Vorwort zur Neuauflage von Trouble and Promise in the Struggle of the Church in Germany (1938)
Von Karl Barth
Ich bin gebeten worden, dieser weiten Ausgabe meines im März dieses Jahres in Oxford [Lady Margaret Hall, 4. März 1938] und Birmingham gehaltenen Vortrags eine kurze Auseinandersetzung mit den Behauptungen der englischen Gegner der deutschen Bekenntniskirche, insbesondere mit denen des Bischofs von Gloucester [Arthur Headlam, 1862-1947], voranzuschicken.

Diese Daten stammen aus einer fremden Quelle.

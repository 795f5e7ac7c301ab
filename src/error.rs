// src/error.rs

//! Unified error handling for the watcher application.

use thiserror::Error;

/// Result type alias for watcher operations.
pub type Result<T> = std::result::Result<T, AppError>;

/// Unified application error type.
#[derive(Error, Debug)]
pub enum AppError {
    /// I/O operation failed
    #[error("I/O error: {0}")]
    Io(#[from] std::io::Error),

    /// HTTP request failed
    #[error("HTTP error: {0}")]
    Http(#[from] reqwest::Error),

    /// JSON serialization/deserialization failed
    #[error("JSON error: {0}")]
    Json(#[from] serde_json::Error),

    /// TOML parsing failed
    #[error("TOML parse error: {0}")]
    Toml(#[from] toml::de::Error),

    /// Configuration error (fatal)
    #[error("Configuration error: {0}")]
    Config(String),

    /// Data validation error (fatal)
    #[error("Validation error: {0}")]
    Validation(String),

    /// Mail construction or delivery failed
    #[error("Mail error: {0}")]
    Mail(String),
}

impl AppError {
    /// Create a configuration error.
    pub fn config(message: impl Into<String>) -> Self {
        Self::Config(message.into())
    }

    /// Create a validation error.
    pub fn validation(message: impl Into<String>) -> Self {
        Self::Validation(message.into())
    }

    /// Create a mail error.
    pub fn mail(message: impl std::fmt::Display) -> Self {
        Self::Mail(message.to_string())
    }
}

Wenn ich den Bischof von Gloucester, von dem ich einige Zeitungsartikel gelesen habe, recht verstehe, ist seine Auffassung diese: Es gibt keine ernstlich so zu nennende Unterdrückung und Verfolgung der Kirche in Deutschland. Die Kirche kann dort vielmehr auch heute in aller Ruhe ihr Werk tun, wenn sie sich nur – und dies ist der Fehler der Bekennenden Kirche und insbesondere Martin Niemöllers – keiner politischen Auflehnung schuldig macht und damit allerlei Unannehmlichkeiten seitens des Staates und der Partei mutwillig auf sich zieht. Die britischen Christen, die mit Deutschland im Frieden zu leben wünschen, haben darum keinen Anlass, sich für diese Bekennende Kirche besonders einzusetzen, umso weniger, da die Zahl ihrer Anhänger immer kleiner wird, und umso weniger, da die Lehre der Bekennenden Kirche über Natur und Gnade, Staat und Kirche usw. mit den in Großbritannien üblichen Anschauungen wenig Gemeinsames haben.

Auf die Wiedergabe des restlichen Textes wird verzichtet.